我が家は自営だった為、家には仏壇と神棚があり毎日お参りはしていたが、宗教を信仰していたりというのは特にない家庭だった。
ある日の休日、母が朝食の時に「不思議な夢を見た」と話し出した。
首都圏内の某山の上に朽ちかけた祠があり、そこから声がするという。
声の主は神様か仏様かわからないが、人のような形で右肩から血が出ていた。
そして、その人のような存在から「痛くてどうしようもないから治しに来て欲しい」と、お願いされたそうで。
私と父はもちろん、夢を見た母自身も何のこっちゃの状態だったが、母曰く「やっぱり気になる」と。
その日は休みの日にしては珍しく早起きしたので、「じゃあドライブがてら、そちらの山の方に行ってみよう。何もなかったら近くの牧場でも行けばいいし」となり、出発した。
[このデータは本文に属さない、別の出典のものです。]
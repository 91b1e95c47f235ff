//! Client configuration management.
//!
//! Consolidates all environment variable reads and provides validated configuration.

use std::time::Duration;

/// Server URL used when none is configured.
pub const DEFAULT_SERVER_URL: &str = "http://localhost:8080";

/// Path of the game channel on the server.
pub const GAME_CHANNEL_PATH: &str = "/ws/game";

/// Path of the auto-play status endpoint on the server.
pub const STATUS_PATH: &str = "/api/game/auto/status";

/// Rule applied after an unexpected connection loss.
#[derive(Debug, Clone, Copy, PartialEq, Eq)]
pub struct ReconnectPolicy {
    /// Delay between a drop and the next attempt
    pub delay: Duration,
    /// Consecutive failed attempts before giving up (`None` retries forever)
    pub max_attempts: Option<u32>,
}

impl Default for ReconnectPolicy {
    fn default() -> Self {
        Self {
            delay: Duration::from_secs(3),
            max_attempts: None,
        }
    }
}

/// Complete client configuration
#[derive(Debug, Clone, PartialEq, Eq)]
pub struct ClientConfig {
    /// HTTP base URL of the game server (e.g. `http://localhost:8080`)
    pub server_url: String,
    /// Reconnection rule
    pub reconnect: ReconnectPolicy,
    /// Interval between status polls
    pub poll_interval: Duration,
    /// Maximum number of activity log entries kept
    pub log_capacity: usize,
    /// Time allowed for the socket handshake
    pub connect_timeout: Duration,
    /// Reject actions locally when it is not our turn
    pub local_turn_gating: bool,
}

impl Default for ClientConfig {
    fn default() -> Self {
        Self {
            server_url: DEFAULT_SERVER_URL.to_string(),
            reconnect: ReconnectPolicy::default(),
            poll_interval: Duration::from_secs(5),
            log_capacity: 50,
            connect_timeout: Duration::from_secs(10),
            local_turn_gating: true,
        }
    }
}

impl ClientConfig {
    /// Create a configuration with defaults for everything but the server.
    pub fn new(server_url: impl Into<String>) -> Self {
        Self {
            server_url: server_url.into(),
            ..Default::default()
        }
    }

    /// Load configuration from environment variables
    ///
    /// Expected environment variables (all optional):
    /// - `HOLDEM_SERVER_URL`: HTTP base URL of the server
    /// - `HOLDEM_RECONNECT_DELAY_MS`: Delay before reconnecting (default: 3000)
    /// - `HOLDEM_RECONNECT_MAX_ATTEMPTS`: Give up after N failures (default: unlimited)
    /// - `HOLDEM_POLL_INTERVAL_MS`: Status poll interval (default: 5000)
    /// - `HOLDEM_LOG_CAPACITY`: Activity log size (default: 50)
    /// - `HOLDEM_CONNECT_TIMEOUT_MS`: Handshake timeout (default: 10000)
    /// - `HOLDEM_LOCAL_TURN_GATING`: Reject out-of-turn actions locally (default: true)
    ///
    /// # Errors
    ///
    /// Returns `ConfigError` if the resulting configuration fails validation.
    pub fn from_env() -> Result<Self, ConfigError> {
        Self::from_lookup(|key| std::env::var(key).ok())
    }

    /// Build a configuration from an arbitrary variable source.
    pub fn from_lookup<F>(lookup: F) -> Result<Self, ConfigError>
    where
        F: Fn(&str) -> Option<String>,
    {
        let defaults = Self::default();

        let server_url = lookup("HOLDEM_SERVER_URL").unwrap_or(defaults.server_url);

        let reconnect = ReconnectPolicy {
            delay: Duration::from_millis(parse_or(
                &lookup,
                "HOLDEM_RECONNECT_DELAY_MS",
                defaults.reconnect.delay.as_millis() as u64,
            )),
            max_attempts: lookup("HOLDEM_RECONNECT_MAX_ATTEMPTS").and_then(|v| v.parse().ok()),
        };

        let config = Self {
            server_url,
            reconnect,
            poll_interval: Duration::from_millis(parse_or(
                &lookup,
                "HOLDEM_POLL_INTERVAL_MS",
                defaults.poll_interval.as_millis() as u64,
            )),
            log_capacity: parse_or(&lookup, "HOLDEM_LOG_CAPACITY", defaults.log_capacity),
            connect_timeout: Duration::from_millis(parse_or(
                &lookup,
                "HOLDEM_CONNECT_TIMEOUT_MS",
                defaults.connect_timeout.as_millis() as u64,
            )),
            local_turn_gating: parse_or(
                &lookup,
                "HOLDEM_LOCAL_TURN_GATING",
                defaults.local_turn_gating,
            ),
        };

        config.validate()?;
        Ok(config)
    }

    /// Validate configuration after loading
    pub fn validate(&self) -> Result<(), ConfigError> {
        if !(self.server_url.starts_with("http://") || self.server_url.starts_with("https://")) {
            return Err(ConfigError::Invalid {
                var: "HOLDEM_SERVER_URL".to_string(),
                reason: format!("Must start with http:// or https:// (got '{}')", self.server_url),
            });
        }

        if self.reconnect.delay.is_zero() {
            return Err(ConfigError::Invalid {
                var: "HOLDEM_RECONNECT_DELAY_MS".to_string(),
                reason: "Must be greater than 0".to_string(),
            });
        }

        if self.reconnect.max_attempts == Some(0) {
            return Err(ConfigError::Invalid {
                var: "HOLDEM_RECONNECT_MAX_ATTEMPTS".to_string(),
                reason: "Must be at least 1 when set".to_string(),
            });
        }

        if self.poll_interval.is_zero() {
            return Err(ConfigError::Invalid {
                var: "HOLDEM_POLL_INTERVAL_MS".to_string(),
                reason: "Must be greater than 0".to_string(),
            });
        }

        if self.log_capacity == 0 {
            return Err(ConfigError::Invalid {
                var: "HOLDEM_LOG_CAPACITY".to_string(),
                reason: "Must be at least 1".to_string(),
            });
        }

        Ok(())
    }

    /// WebSocket URL of the game channel, derived from the HTTP base URL.
    pub fn game_channel_url(&self) -> String {
        let ws_base = self
            .server_url
            .trim_end_matches('/')
            .replacen("https://", "wss://", 1)
            .replacen("http://", "ws://", 1);
        format!("{ws_base}{GAME_CHANNEL_PATH}")
    }

    /// HTTP URL of the auto-play status endpoint.
    pub fn status_url(&self) -> String {
        format!("{}{STATUS_PATH}", self.server_url.trim_end_matches('/'))
    }
}

/// Configuration error types
#[derive(Debug, thiserror::Error)]
pub enum ConfigError {
    #[error("Invalid configuration for {var}: {reason}")]
    Invalid { var: String, reason: String },
}

/// Helper to parse a variable with default fallback
fn parse_or<F, T>(lookup: &F, key: &str, default: T) -> T
where
    F: Fn(&str) -> Option<String>,
    T: std::str::FromStr,
{
    lookup(key).and_then(|v| v.parse().ok()).unwrap_or(default)
}
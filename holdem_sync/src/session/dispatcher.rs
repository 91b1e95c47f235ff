use super::{
    SessionContext,
    notifier::{Notice, Severity},
};
use crate::{
    errors::SyncError,
    net::messages::{self, AutoGameCreated, InboundFrame, JoinResult, ServerMessage},
};

/// Handle one raw frame.
///
/// Frames must be passed in arrival order. A frame that cannot be decoded is
/// logged and dropped; it never affects session state.
pub fn dispatch(text: &str, ctx: &mut SessionContext) {
    match messages::decode(text) {
        Ok(frame) => dispatch_frame(frame, ctx),
        Err(e) => log::warn!("Dropping frame: {e}"),
    }
}

/// Route a decoded frame by kind.
pub fn dispatch_frame(frame: InboundFrame, ctx: &mut SessionContext) {
    let InboundFrame {
        kind,
        timestamp,
        message,
    } = frame;

    match message {
        ServerMessage::Connection { message } => ctx.log.push(Severity::Info, message),
        ServerMessage::JoinResult(result) => on_join_result(result, ctx),
        ServerMessage::GameState(snapshot) => {
            if !ctx.projector.apply_snapshot_at(snapshot, timestamp) {
                log::debug!("Dropping stale game state stamped {timestamp:?}");
            }
        }
        ServerMessage::GameStarted => ctx.log.push(Severity::Success, "Game started!"),
        ServerMessage::PlayerJoined(data) => {
            let name = data
                .player
                .map(|player| player.name)
                .unwrap_or_else(|| "unknown".to_string());
            ctx.log
                .push(Severity::Info, format!("Player {name} joined the game"));
        }
        ServerMessage::PlayerDisconnected(data) => ctx.log.push(
            Severity::Warning,
            format!("Player {} left the game", data.player_id),
        ),
        ServerMessage::AutoGameCreated(data) => on_auto_game_created(data, ctx),
        ServerMessage::AutoGameStarted => {
            ctx.projector.set_auto_game_running(true);
            ctx.notifier
                .notify(Notice::new(Severity::Success, "Auto game started!"));
            ctx.log.push(
                Severity::Success,
                "Auto game started, AI players will play automatically",
            );
        }
        ServerMessage::AutoGameStopped => {
            ctx.projector.set_auto_game_running(false);
            ctx.notifier
                .notify(Notice::new(Severity::Info, "Auto game stopped"));
            ctx.log.push(Severity::Info, "Auto game stopped");
        }
        ServerMessage::Error { message } => {
            let error = SyncError::Protocol(message);
            ctx.log
                .push(Severity::Error, format!("Error: {}", error.client_message()));
            ctx.notifier
                .notify(Notice::new(Severity::Error, error.client_message()));
        }
        ServerMessage::Unknown(_) => log::debug!("Ignoring unknown message kind '{kind}'"),
    }
}

fn on_join_result(result: JoinResult, ctx: &mut SessionContext) {
    let player = match (result.success, result.player) {
        (true, Some(player)) => player,
        (true, None) => {
            log::warn!("Join acknowledged without player data");
            return;
        }
        (false, _) => {
            ctx.notifier
                .notify(Notice::new(Severity::Error, "Failed to join the game"));
            ctx.log.push(Severity::Error, "Failed to join the game");
            return;
        }
    };

    if !ctx.projector.set_identity(player.id.clone()) {
        log::warn!(
            "Ignoring join result for {}: already joined as {}",
            player.id,
            ctx.projector.identity().unwrap_or_default()
        );
        return;
    }
    ctx.notifier
        .notify(Notice::new(Severity::Success, "Joined the game!"));
    ctx.log.push(
        Severity::Success,
        format!("Joined the game as {}", player.name),
    );
}

fn on_auto_game_created(data: AutoGameCreated, ctx: &mut SessionContext) {
    if data.success {
        ctx.notifier
            .notify(Notice::new(Severity::Success, "Auto game created!"));
        let count = data
            .players_count
            .map_or_else(|| "unknown".to_string(), |n| n.to_string());
        ctx.log.push(
            Severity::Success,
            format!("Auto game created, players: {count}"),
        );
    } else {
        ctx.notifier
            .notify(Notice::new(Severity::Error, "Failed to create auto game"));
        ctx.log.push(Severity::Error, "Failed to create auto game");
    }
}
目的の場所に到着して、遊歩道を歩きながら進んで行くと、母が声を上げた。
見ると、「夢に見た小さな祠と同じ」と言う。
祠は誰も手入れをしていないようでボロボロになっており、中には小さなお地蔵さまが一体。
それに、肩の辺りが大きく破損していた。
ただ、治すなんていっても、どうすればいいのかわからない。
結局、祠の上に大判のハンカチを掛け、飛ばないように石を乗せ、お地蔵さまには手ぬぐいを巻いて手を合わせ、「どうしたもんか…」とみんなで考えた。
近くに知り合いがいるわけでもないので困ったが、とりあえず「また来ます」とお地蔵さまに伝え、下山した。
そして車に乗ろうとしたところで、地元の人と思われる中年の男性に出会った。
私たちは意を決して声をかけて、母の夢の話と、ここであったことを伝えた。
すると、男性はビックリしていたが信じてくれて、「じゃあ、町会だかに話しておくよ」と言ってくれたので、お礼を伝えてその場を離れた。
数ヶ月後、またドライブがてら様子を見に行ってみたところ、祠には綺麗な屋根が付けられてあり、お地蔵さまもちゃんと治療してもらえていた。
それに、綺麗なお花やお茶も供えられていて、誰かが管理してくれているようだった。
穏やかな気持ちで下山すると、これまた地元の人と思われるおばあちゃんがいたので、父が話を聞いてみた。
すると、あの時の男性がすぐに町会に掛け合い、祠もお地蔵さまも直してくれたそうで。
また、地域の人が山菜採りやら何かの時に「ついでだからねぇ」と、お参りもしてくれるようになったとか。
ただ、それまでそんな所に祠があるということを誰も知らなかったようで、「それほど奥まった場所でもないし目立つのにねぇ」と、地域の人たちも不思議がっていたと。
またそこへ行きたいが、母は詳しい場所を忘れてしまったらしく、父はもう他界しているので再訪は難しいが、あのお地蔵さまが今でも大事にされていたらいいなと思う。